O SCANNET is a program that integrates all algorithms of the Network Similarity Analysis (NSA) method into a unique tool to perform all the steps needed to identify communities in protein networks as a single workflow.
SCANNET was developed in C language using the NetBeans IDE 7.4 environment.
For compile and generate the executable file you must have a C compiler installed on your computer.
-
Windows OS
We suggest installing the compiler MinGW (Minimalist GNU for Windows), available at: http://www.mingw.org/ -
Linux or Mac OS
We suggest installing the compiler GCC (GNU Compiler Collection) for Linux or Mac OS, available at: https://gcc.gnu.org/.
After installation compiler, is required run the command line below to compile the scannet.c and generate the executable file.
gcc -o <EXECUTABLE NAME> scannet.c
For enjoy the full potential of SCANNET, we suggest you install on your computer the GNUPLOT software, available at: http://www.gnuplot.info/.

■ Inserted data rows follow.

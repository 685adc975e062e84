//! Cost matrix valuation: rate-table resolution, factor lookup, depreciation, the cost
//! formula, market adjustment, confidence scoring and batch orchestration.
//!
//! [`ValuationEngine`] is the pure pipeline over an already-resolved rate entry.
//! [`ValuationService`] wraps it with the rate-table store and market data provider,
//! applying upstream timeouts and bounded batch fan-out.

pub mod batch;
pub mod clock;
pub mod cost;
pub mod depreciation;
pub mod domain;
pub mod engine;
pub mod error;
pub mod factors;
pub(crate) mod import;
pub mod market;
pub mod parcels;
pub mod rate_table;
pub mod result;
pub mod router;
pub mod scenario;
pub mod service;

#[cfg(test)]
mod tests;

pub use batch::{
    BatchCancellation, BatchItemOutcome, BatchSummary, BatchValuationReport,
    BatchValuationRequest,
};
pub use clock::{Clock, FixedClock, SystemClock};
pub use cost::{compute_cost, BreakdownRow, CostComponent, CostInputs, CostOutcome};
pub use depreciation::{DepreciationAssessment, MAX_DEPRECIATION_RATE};
pub use domain::{
    BuildingCategory, BuildingType, ComparableSale, ConditionGrade, ConstructionType,
    MarketData, ParcelId, PropertySnapshot, QualityGrade, RateTableEntry, Region,
    ValuationFactors,
};
pub use engine::ValuationEngine;
pub use error::{Upstream, ValuationError};
pub use factors::{FactorResolver, FactorTables, RegionalMultiplier};
pub use import::RateTableImportError;
pub use market::{
    confidence_score, market_adjustment, ConfidenceInputs, MarketDataProvider, NoMarketData,
    ProviderError, StaticMarketData,
};
pub use parcels::{ParcelLookupError, ParcelRecord, ParcelRepository};
pub use rate_table::{
    resolve_entry, InMemoryRateTableStore, RateTableEntryError, RateTableStore, StoreError,
};
pub use result::{AppliedFactors, ValuationResult};
pub use router::{status_for, valuation_router};
pub use scenario::{run_scenario_matrix, ScenarioMatrix, ScenarioRequest, ScenarioSummary};
pub use service::ValuationService;
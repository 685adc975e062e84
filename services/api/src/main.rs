use cost_matrix_api::run;

#[tokio::main]
async fn main() {
    if let Err(err) = run().await {
        eprintln!("application error: {err}");
        std::process::exit(1);
    }
}
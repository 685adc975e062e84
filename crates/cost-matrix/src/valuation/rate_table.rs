use std::collections::HashSet;

use tracing::debug;

use super::domain::{normalize_key, BuildingType, RateTableEntry, Region};
use super::error::ValuationError;

/// Lookup contract for versioned base-rate records.
pub trait RateTableStore: Send + Sync {
    /// Return every version held for the (building type, region) pair. An empty list means
    /// the pair is unknown to the store.
    fn version_set(
        &self,
        building_type: &BuildingType,
        region: &Region,
    ) -> Result<Vec<RateTableEntry>, StoreError>;
}

/// Error enumeration for rate-table store failures.
#[derive(Debug, thiserror::Error)]
pub enum StoreError {
    #[error("rate table store unavailable: {0}")]
    Unavailable(String),
}

/// Pick the rate version for `year`: the exact year when present, otherwise the latest year at
/// or before it, otherwise the latest year on file.
pub fn resolve_entry(
    version_set: &[RateTableEntry],
    building_type: &BuildingType,
    region: &Region,
    year: i32,
) -> Result<RateTableEntry, ValuationError> {
    let candidates: Vec<&RateTableEntry> = version_set
        .iter()
        .filter(|entry| {
            entry.is_active && entry.building_type.matches(building_type) && entry.region.matches(region)
        })
        .collect();

    if candidates.is_empty() {
        return Err(ValuationError::NotFound {
            building_type: building_type.to_string(),
            region: region.to_string(),
        });
    }

    let chosen = candidates
        .iter()
        .find(|entry| entry.year == year)
        .or_else(|| {
            candidates
                .iter()
                .filter(|entry| entry.year <= year)
                .max_by_key(|entry| entry.year)
        })
        .or_else(|| candidates.iter().max_by_key(|entry| entry.year))
        .copied()
        .ok_or_else(|| ValuationError::Computation("empty candidate set".to_string()))?;

    if !chosen.base_cost_per_unit_area.is_finite() || chosen.base_cost_per_unit_area <= 0.0 {
        return Err(ValuationError::Computation(format!(
            "rate table entry {}/{}/{} has non-positive base rate {}",
            chosen.building_type, chosen.region, chosen.year, chosen.base_cost_per_unit_area
        )));
    }

    debug!(
        building_type = %building_type,
        region = %region,
        requested_year = year,
        matrix_year = chosen.year,
        candidates = candidates.len(),
        "resolved rate table version"
    );

    Ok(chosen.clone())
}

/// Reason an entry could not be added to the in-memory store.
#[derive(Debug, Clone, PartialEq, thiserror::Error)]
pub enum RateTableEntryError {
    #[error("duplicate rate table entry for {building_type}/{region}/{year}")]
    Duplicate {
        building_type: String,
        region: String,
        year: i32,
    },
    #[error("rate table entry {building_type}/{region}/{year} must have a positive base rate")]
    NonPositiveRate {
        building_type: String,
        region: String,
        year: i32,
    },
}

/// Store backed by a vector loaded at startup; read-only once built.
#[derive(Debug, Clone, Default)]
pub struct InMemoryRateTableStore {
    entries: Vec<RateTableEntry>,
    keys: HashSet<(String, String, i32)>,
}

impl InMemoryRateTableStore {
    pub fn new(
        entries: impl IntoIterator<Item = RateTableEntry>,
    ) -> Result<Self, RateTableEntryError> {
        let mut store = Self::default();
        for entry in entries {
            store.insert(entry)?;
        }
        Ok(store)
    }

    pub fn insert(&mut self, entry: RateTableEntry) -> Result<(), RateTableEntryError> {
        if !entry.base_cost_per_unit_area.is_finite() || entry.base_cost_per_unit_area <= 0.0 {
            return Err(RateTableEntryError::NonPositiveRate {
                building_type: entry.building_type.to_string(),
                region: entry.region.to_string(),
                year: entry.year,
            });
        }

        let key = (
            normalize_key(entry.building_type.as_str()),
            entry.region.key(),
            entry.year,
        );
        if !self.keys.insert(key) {
            return Err(RateTableEntryError::Duplicate {
                building_type: entry.building_type.to_string(),
                region: entry.region.to_string(),
                year: entry.year,
            });
        }

        self.entries.push(entry);
        Ok(())
    }

    pub fn len(&self) -> usize {
        self.entries.len()
    }

    pub fn is_empty(&self) -> bool {
        self.entries.is_empty()
    }

    pub fn entries(&self) -> &[RateTableEntry] {
        &self.entries
    }
}

impl RateTableStore for InMemoryRateTableStore {
    fn version_set(
        &self,
        building_type: &BuildingType,
        region: &Region,
    ) -> Result<Vec<RateTableEntry>, StoreError> {
        Ok(self
            .entries
            .iter()
            .filter(|entry| entry.building_type.matches(building_type) && entry.region.matches(region))
            .cloned()
            .collect())
    }
}
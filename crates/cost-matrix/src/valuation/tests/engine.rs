use super::common::*;

use crate::valuation::cost::CostComponent;
use crate::valuation::depreciation::MAX_DEPRECIATION_RATE;
use crate::valuation::domain::{
    ConditionGrade, ConstructionType, PropertySnapshot, QualityGrade, Region, ValuationFactors,
};
use crate::valuation::error::ValuationError;
use crate::valuation::factors::FactorTables;
use crate::valuation::market;

#[test]
fn reference_parcel_total_is_the_exact_chained_product() {
    let result = engine()
        .valuate(&snapshot(), &factors(), &current_entry(), None)
        .expect("valuates");

    let expected: f64 = 2400.0 * 120.50 * 1.0 * 1.0 * 1.05 * 1.15;
    assert_eq!(result.total_cost().to_bits(), expected.to_bits());
    assert_eq!(result.cost_per_unit_area(), expected / 2400.0);
    assert_eq!(result.depreciation_rate(), 0.0);
    assert_eq!(result.age_factor(), 1.0);
    assert_eq!(result.market_adjustment(), 1.0);
    assert_eq!(result.market_value(), result.total_cost());
    assert_eq!(result.matrix_year_used(), 2025);
    assert_eq!(result.base_rate(), 120.50);
    assert!(!result.market_data_applied());
}

#[test]
fn repeated_valuations_are_identical() {
    let engine = engine();
    let market = market_data();
    let first = engine
        .valuate(&snapshot(), &factors(), &current_entry(), Some(&market))
        .expect("valuates");
    let second = engine
        .valuate(&snapshot(), &factors(), &current_entry(), Some(&market))
        .expect("valuates");
    assert_eq!(first, second);
    assert_eq!(first.total_cost().to_bits(), second.total_cost().to_bits());
}

#[test]
fn total_cost_rises_with_quality_grade() {
    let engine = engine();
    let totals: Vec<f64> = QualityGrade::ALL
        .iter()
        .map(|grade| {
            let graded = ValuationFactors {
                quality_grade: Some(*grade),
                ..factors()
            };
            engine
                .valuate(&snapshot(), &graded, &current_entry(), None)
                .expect("valuates")
                .total_cost()
        })
        .collect();
    assert!(totals.windows(2).all(|pair| pair[0] < pair[1]), "{totals:?}");
}

#[test]
fn older_structures_never_cost_more() {
    let engine = engine();
    let mut previous = f64::INFINITY;
    for year_built in (1900..=CURRENT_YEAR).rev() {
        let aged = PropertySnapshot {
            year_built,
            ..snapshot()
        };
        let result = engine
            .valuate(&aged, &factors(), &current_entry(), None)
            .expect("valuates");
        assert!(result.depreciation_rate() <= MAX_DEPRECIATION_RATE);
        assert!(result.total_cost() <= previous, "year {year_built}");
        previous = result.total_cost();
    }
}

#[test]
fn depreciation_is_capped_for_very_old_poor_structures() {
    let aged = PropertySnapshot {
        year_built: 1900,
        ..snapshot()
    };
    let poor = ValuationFactors {
        condition_grade: Some(ConditionGrade::Poor),
        ..factors()
    };
    let result = engine()
        .valuate(&aged, &poor, &current_entry(), None)
        .expect("valuates");
    assert_eq!(result.depreciation_rate(), MAX_DEPRECIATION_RATE);
    assert_eq!(result.effective_age(), 126);
    assert_eq!(result.applied_factors().condition_adjustment, 1.6);
    assert_eq!(result.applied_factors().economic_life_years, 55);
}

#[test]
fn confidence_stays_within_unit_interval() {
    let engine = engine();
    let market = market_data();
    for year_built in [1900, 1950, 2000, 2020, CURRENT_YEAR] {
        for market_data in [None, Some(&market)] {
            let aged = PropertySnapshot {
                year_built,
                ..snapshot()
            };
            let score = engine
                .valuate(&aged, &factors(), &current_entry(), market_data)
                .expect("valuates")
                .confidence_score();
            assert!((0.0..=1.0).contains(&score), "score {score}");
        }
    }
}

#[test]
fn matching_market_data_adjusts_value_and_confidence() {
    let market = market_data();
    let result = engine()
        .valuate(&snapshot(), &factors(), &current_entry(), Some(&market))
        .expect("valuates");

    let adjustment = market::market_adjustment(4.0, 2.5);
    assert!(result.market_data_applied());
    assert_eq!(result.market_adjustment(), adjustment);
    assert_eq!(result.market_value(), result.total_cost() * adjustment);
    assert_eq!(result.confidence_score(), 1.0);
    assert_eq!(result.comparable_price_per_unit(), Some(310_000.0 / 2100.0));
}

#[test]
fn market_data_for_another_region_is_ignored() {
    let mut elsewhere = market_data();
    elsewhere.region = Region::parse("Western").expect("valid");
    let result = engine()
        .valuate(&snapshot(), &factors(), &current_entry(), Some(&elsewhere))
        .expect("valuates");
    assert!(!result.market_data_applied());
    assert_eq!(result.market_adjustment(), 1.0);
    assert_eq!(result.comparable_price_per_unit(), None);
    // 5/8 completeness, no comparables, new construction.
    assert!((result.confidence_score() - (0.5 + 0.3 * 0.625 + 0.1)).abs() < 1e-12);
}

#[test]
fn out_of_range_complexity_is_rejected() {
    for complexity_factor in [0.49, 3.01, f64::NAN] {
        let factors = ValuationFactors {
            complexity_factor,
            ..factors()
        };
        let err = engine()
            .valuate(&snapshot(), &factors, &current_entry(), None)
            .expect_err("rejected");
        assert!(matches!(
            err,
            ValuationError::Validation { field: "complexity_factor", .. }
        ));
    }
}

#[test]
fn entry_for_another_pair_is_rejected() {
    let err = engine()
        .valuate(
            &snapshot(),
            &factors(),
            &rate_entry("C1", "Central Benton", 2025, 142.25),
            None,
        )
        .expect_err("mismatched entry");
    assert!(matches!(
        err,
        ValuationError::Validation { field: "rate_table_entry", .. }
    ));
}

#[test]
fn construction_type_is_echoed_without_changing_the_total() {
    let concrete = ValuationFactors {
        construction_type: Some(ConstructionType::Concrete),
        ..factors()
    };
    let result = engine()
        .valuate(&snapshot(), &concrete, &current_entry(), None)
        .expect("valuates");
    let expected: f64 = 2400.0 * 120.50 * 1.0 * 1.0 * 1.05 * 1.15;
    assert_eq!(result.total_cost().to_bits(), expected.to_bits());
    assert_eq!(result.applied_factors().construction_multiplier, Some(1.4));
    assert!(result
        .breakdown()
        .iter()
        .any(|row| row.component == CostComponent::Construction));
}

#[test]
fn unknown_region_needs_the_configured_fallback() {
    let yakima = PropertySnapshot {
        region: Region::parse("Yakima").expect("valid"),
        ..snapshot()
    };
    let entry = rate_entry("ResidentialR1", "Yakima", 2025, 118.0);

    let strict = engine().valuate(&yakima, &factors(), &entry, None);
    assert!(matches!(
        strict,
        Err(ValuationError::Validation { field: "region", .. })
    ));

    let lenient = engine_with(FactorTables::standard().with_unknown_region_multiplier(Some(1.0)))
        .valuate(&yakima, &factors(), &entry, None)
        .expect("fallback applies");
    assert!(lenient.applied_factors().regional_fallback);
    assert_eq!(lenient.applied_factors().regional_multiplier, 1.0);
}

#[test]
fn absent_grades_apply_no_adjustment() {
    let ungraded = ValuationFactors::default();
    let result = engine()
        .valuate(&snapshot(), &ungraded, &current_entry(), None)
        .expect("valuates");
    assert_eq!(result.applied_factors().quality_multiplier, 1.0);
    assert_eq!(result.applied_factors().condition_adjustment, 1.0);
    assert_eq!(result.total_cost(), 2400.0 * 120.50 * 1.0 * 1.0 * 1.05 * 1.0);
}

#[test]
fn year_built_after_the_valuation_year_is_rejected() {
    let future = PropertySnapshot {
        year_built: CURRENT_YEAR + 1,
        ..snapshot()
    };
    assert!(matches!(
        engine().valuate(&future, &factors(), &current_entry(), None),
        Err(ValuationError::Validation { field: "year_built", .. })
    ));
}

SCANNET use as input, a file (.txt or .dat) containing the similarity matrix between the proteins that will be analyzed. So you must provide the name of the input file. The used input file must be in the same SCANNET run directory.
During the communities identification process, the SCANNET reassembles the proteins of the similarity matrix, changing the initial order these proteins. To facilitate the proteins identification in the generated output (Dendrogram, Complex Network and Color Matrix), the SCANNET generates an output file with the final proteins order. If the user wanted has this feature, it's necessary set the file (.csv or .dat or .txt) with the initial protein order. The protein order file is optional, but if used must be in the same SCANNET run directory.
The NSA method assumes that a set of 101 networks is generated from the dataset, each one for a specific threshold of similarity S in the range [0,100]. Afterwards, it calculates the distance between all pairs of subsequent networks in the network set, in order to select the similarity value that best represents the communities in the dataset. Such network is generally the one with the largest distance from its immediately subsequent network. In some cases, more than one similarity value could be selected. To facilitate the work of selecting the best similarity value, SCANNET displays a chart with all distances between pairs of neighboring networks and prompts the user to select the similarity value on which he will continue the analytical process.
The chart is characterized by a series of peaks, where each peak represents a point at which the obtained networks has greater chances of suffer important alterations topological, or to be divided in new communities. After the analysis of the graph the user can select the similarity value to be analyzed.
Note: For the SCANNET displays the chart with all distances between pairs of neighboring networks is necessary you have installed on your computer GNUPLOT software, available at: http://www.gnuplot.info/.
At the end of the run, the SCANNET generates the critical network, the dendrogram, the color representation of the neighborhood matrix and the ordered proteins, each one in a different output file. It also generate a log file with all the information of program execution. The output files can be read by several graphical analysis softwares such as Origin Lab®, Matlab®, GNU Plot, etc.
Develop a graphical user interface more intuitive and powerful that present graphically on the screen the complex network, color matrix and the dendrogram generated by SCANNET.